#### ENTRIES SUPPLIED ####
//! Indexed in-memory implementation of the graph store port

use std::collections::HashMap;
use std::sync::Arc;

use async_trait::async_trait;
use serde_json::Value;
use tokio::sync::RwLock;
use tracing::debug;

use weft_core::{CoreError, EdgeId, GraphStore, PropertyMap, VertexId};

#[derive(Debug)]
struct VertexRecord {
    label: String,
    properties: PropertyMap,
    // Adjacency indexed by edge label, in insertion order
    out: HashMap<String, Vec<EdgeId>>,
    incoming: HashMap<String, Vec<EdgeId>>,
}

#[derive(Debug)]
struct EdgeRecord {
    from: VertexId,
    to: VertexId,
    properties: PropertyMap,
}

#[derive(Debug, Default)]
struct Inner {
    vertices: HashMap<u64, VertexRecord>,
    edges: HashMap<u64, EdgeRecord>,
    // Vertex ids per label, in insertion order
    label_index: HashMap<String, Vec<VertexId>>,
    next_id: u64,
}

/// In-memory graph store with label and adjacency indexes
///
/// Unlike the unindexed testing store inside weft-core, lookups here
/// never scan the full edge map, so it holds up for larger instance
/// trees and longer-lived embedders.
pub struct InMemoryGraphStore {
    inner: Arc<RwLock<Inner>>,
}

impl InMemoryGraphStore {
    /// Create an empty store
    pub fn new() -> Self {
        Self {
            inner: Arc::new(RwLock::new(Inner::default())),
        }
    }

    /// Number of vertices currently stored
    pub async fn vertex_count(&self) -> usize {
        self.inner.read().await.vertices.len()
    }

    /// Number of edges currently stored
    pub async fn edge_count(&self) -> usize {
        self.inner.read().await.edges.len()
    }
}

impl Default for InMemoryGraphStore {
    fn default() -> Self {
        Self::new()
    }
}

#[async_trait]
impl GraphStore for InMemoryGraphStore {
    async fn add_vertex(
        &self,
        label: &str,
        properties: PropertyMap,
    ) -> Result<VertexId, CoreError> {
        let mut inner = self.inner.write().await;
        inner.next_id += 1;
        let id = VertexId(inner.next_id);

        inner.vertices.insert(
            id.0,
            VertexRecord {
                label: label.to_string(),
                properties,
                out: HashMap::new(),
                incoming: HashMap::new(),
            },
        );
        inner
            .label_index
            .entry(label.to_string())
            .or_default()
            .push(id);

        debug!(vertex = %id, label = %label, "Vertex added");
        Ok(id)
    }

    async fn add_edge(
        &self,
        label: &str,
        from: VertexId,
        to: VertexId,
        properties: PropertyMap,
    ) -> Result<EdgeId, CoreError> {
        let mut inner = self.inner.write().await;
        if !inner.vertices.contains_key(&from.0) || !inner.vertices.contains_key(&to.0) {
            return Err(CoreError::GraphStoreError(format!(
                "Edge endpoint does not exist: {} -> {}",
                from, to
            )));
        }

        inner.next_id += 1;
        let id = EdgeId(inner.next_id);

        inner.edges.insert(
            id.0,
            EdgeRecord {
                from,
                to,
                properties,
            },
        );
        inner
            .vertices
            .get_mut(&from.0)
            .ok_or_else(|| CoreError::GraphStoreError(format!("Vertex not found: {}", from)))?
            .out
            .entry(label.to_string())
            .or_default()
            .push(id);
        inner
            .vertices
            .get_mut(&to.0)
            .ok_or_else(|| CoreError::GraphStoreError(format!("Vertex not found: {}", to)))?
            .incoming
            .entry(label.to_string())
            .or_default()
            .push(id);

        debug!(edge = %id, label = %label, from = %from, to = %to, "Edge added");
        Ok(id)
    }

    async fn find_vertices(
        &self,
        label: &str,
        prop: &str,
        value: &Value,
    ) -> Result<Vec<VertexId>, CoreError> {
        let inner = self.inner.read().await;
        let Some(candidates) = inner.label_index.get(label) else {
            return Ok(Vec::new());
        };
        Ok(candidates
            .iter()
            .filter(|id| {
                inner
                    .vertices
                    .get(&id.0)
                    .map(|v| v.properties.get(prop) == Some(value))
                    .unwrap_or(false)
            })
            .copied()
            .collect())
    }

    async fn out(&self, vertex: VertexId, label: &str) -> Result<Vec<VertexId>, CoreError> {
        let inner = self.inner.read().await;
        let record = inner
            .vertices
            .get(&vertex.0)
            .ok_or_else(|| CoreError::GraphStoreError(format!("Vertex not found: {}", vertex)))?;
        Ok(record
            .out
            .get(label)
            .map(|edges| {
                edges
                    .iter()
                    .filter_map(|e| inner.edges.get(&e.0).map(|r| r.to))
                    .collect()
            })
            .unwrap_or_default())
    }

    async fn in_(&self, vertex: VertexId, label: &str) -> Result<Vec<VertexId>, CoreError> {
        let inner = self.inner.read().await;
        let record = inner
            .vertices
            .get(&vertex.0)
            .ok_or_else(|| CoreError::GraphStoreError(format!("Vertex not found: {}", vertex)))?;
        Ok(record
            .incoming
            .get(label)
            .map(|edges| {
                edges
                    .iter()
                    .filter_map(|e| inner.edges.get(&e.0).map(|r| r.from))
                    .collect()
            })
            .unwrap_or_default())
    }

    async fn out_edges(&self, vertex: VertexId, label: &str) -> Result<Vec<EdgeId>, CoreError> {
        let inner = self.inner.read().await;
        let record = inner
            .vertices
            .get(&vertex.0)
            .ok_or_else(|| CoreError::GraphStoreError(format!("Vertex not found: {}", vertex)))?;
        Ok(record.out.get(label).cloned().unwrap_or_default())
    }

    async fn in_edges(&self, vertex: VertexId, label: &str) -> Result<Vec<EdgeId>, CoreError> {
        let inner = self.inner.read().await;
        let record = inner
            .vertices
            .get(&vertex.0)
            .ok_or_else(|| CoreError::GraphStoreError(format!("Vertex not found: {}", vertex)))?;
        Ok(record.incoming.get(label).cloned().unwrap_or_default())
    }

    async fn edge_endpoints(&self, edge: EdgeId) -> Result<(VertexId, VertexId), CoreError> {
        let inner = self.inner.read().await;
        inner
            .edges
            .get(&edge.0)
            .map(|e| (e.from, e.to))
            .ok_or_else(|| CoreError::GraphStoreError(format!("Edge not found: {}", edge)))
    }

    async fn vertex_value_map(
        &self,
        vertex: VertexId,
        props: &[&str],
    ) -> Result<PropertyMap, CoreError> {
        let inner = self.inner.read().await;
        let record = inner
            .vertices
            .get(&vertex.0)
            .ok_or_else(|| CoreError::GraphStoreError(format!("Vertex not found: {}", vertex)))?;
        Ok(select_props(&record.properties, props))
    }

    async fn edge_value_map(
        &self,
        edge: EdgeId,
        props: &[&str],
    ) -> Result<PropertyMap, CoreError> {
        let inner = self.inner.read().await;
        let record = inner
            .edges
            .get(&edge.0)
            .ok_or_else(|| CoreError::GraphStoreError(format!("Edge not found: {}", edge)))?;
        Ok(select_props(&record.properties, props))
    }

    async fn set_vertex_property(
        &self,
        vertex: VertexId,
        prop: &str,
        value: Value,
    ) -> Result<(), CoreError> {
        let mut inner = self.inner.write().await;
        let record = inner
            .vertices
            .get_mut(&vertex.0)
            .ok_or_else(|| CoreError::GraphStoreError(format!("Vertex not found: {}", vertex)))?;
        record.properties.insert(prop.to_string(), value);
        Ok(())
    }

    async fn set_edge_property(
        &self,
        edge: EdgeId,
        prop: &str,
        value: Value,
    ) -> Result<(), CoreError> {
        let mut inner = self.inner.write().await;
        let record = inner
            .edges
            .get_mut(&edge.0)
            .ok_or_else(|| CoreError::GraphStoreError(format!("Edge not found: {}", edge)))?;
        record.properties.insert(prop.to_string(), value);
        Ok(())
    }
}

fn select_props(properties: &PropertyMap, props: &[&str]) -> PropertyMap {
    if props.is_empty() {
        return properties.clone();
    }
    let mut map = PropertyMap::with_capacity(props.len());
    for prop in props {
        if let Some(value) = properties.get(*prop) {
            map.insert(prop.to_string(), value.clone());
        }
    }
    map
}
//! Dependant trigger
//!
//! Given a just-provided node, finds every state edge that depends on it
//! — in the providing instance or any ancestor instance — and dispatches
//! the ones whose dependencies are now fully met. This is the one place
//! where imported instances' nodes become startable: once a parent
//! injection (or any other provide) lands, the WAITING edges downstream
//! of it flow through here.

use std::sync::Arc;

use crate::application::readiness::{dispatch_start, is_ready};
use crate::application::resolution::{
    ancestor_chain, edge_status, find_instance_vertex, machine_of, node_kind_of, tracks_edge,
    ResolutionCache,
};
use crate::domain::bus::MessageBus;
use crate::domain::graph::{require_str, GraphStore};
use crate::domain::instance::{EdgeStatus, InstanceId};
use crate::domain::messages::StartDependants;
use crate::domain::schema::{needs_label, props};
use crate::CoreError;

/// Service that starts the dependants of provided nodes
pub struct DependantTrigger {
    graph: Arc<dyn GraphStore>,
    bus: Arc<dyn MessageBus>,
}

impl DependantTrigger {
    /// Create a new dependant trigger
    pub fn new(graph: Arc<dyn GraphStore>, bus: Arc<dyn MessageBus>) -> Self {
        Self { graph, bus }
    }

    /// Start every dependant of the provided state edge that is now ready
    ///
    /// Finding no dependants is the normal case for sink nodes and is not
    /// an error. Non-WAITING dependant edges are skipped, which is what
    /// makes redelivery of this message safe.
    pub async fn start_dependants(&self, msg: &StartDependants) -> Result<(), CoreError> {
        let graph = self.graph.as_ref();
        let instance = find_instance_vertex(graph, &msg.instance_id).await?;
        let (_, provided_node) = graph.edge_endpoints(msg.state_edge_id).await?;

        // Dependency edges are type-paired: only the label matching the
        // provided node's kind can point at it.
        let candidates = graph
            .in_(provided_node, needs_label(msg.node_type))
            .await?;
        if candidates.is_empty() {
            tracing::debug!(
                instance_id = %msg.instance_id,
                state_id = %msg.state_edge_id,
                "Provided node has no dependants"
            );
            return Ok(());
        }

        // A dependant may be declared in any component that (transitively)
        // imports the provider, so scan upward to the root.
        let chain = ancestor_chain(graph, instance).await?;
        let mut cache = ResolutionCache::new();
        let mut dispatched = 0;

        for scan_instance in chain {
            let machine = machine_of(graph, scan_instance).await?;
            let map = graph
                .vertex_value_map(scan_instance, &[props::INSTANCE_ID])
                .await?;
            let scan_id = InstanceId(require_str(&map, props::INSTANCE_ID)?);

            for candidate in &candidates {
                let kind = node_kind_of(graph, *candidate).await?;
                let edge = match tracks_edge(graph, machine, *candidate, kind).await? {
                    Some(edge) => edge,
                    // The candidate is not a node of this instance's spec
                    None => continue,
                };
                if edge_status(graph, edge).await? != EdgeStatus::Waiting {
                    continue;
                }
                if !is_ready(graph, scan_instance, *candidate, &mut cache).await? {
                    continue;
                }
                if dispatch_start(graph, &self.bus, &scan_id, edge, kind).await? {
                    dispatched += 1;
                }
            }
        }

        tracing::debug!(
            instance_id = %msg.instance_id,
            state_id = %msg.state_edge_id,
            dispatched,
            "Dependant scan finished"
        );
        Ok(())
    }
}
####
Whenever the string "application" shows up in a line above, copy that line.

WRITTEN RESPONSE:
use crate::application::readiness::{dispatch_start, is_ready};
use crate::application::resolution::{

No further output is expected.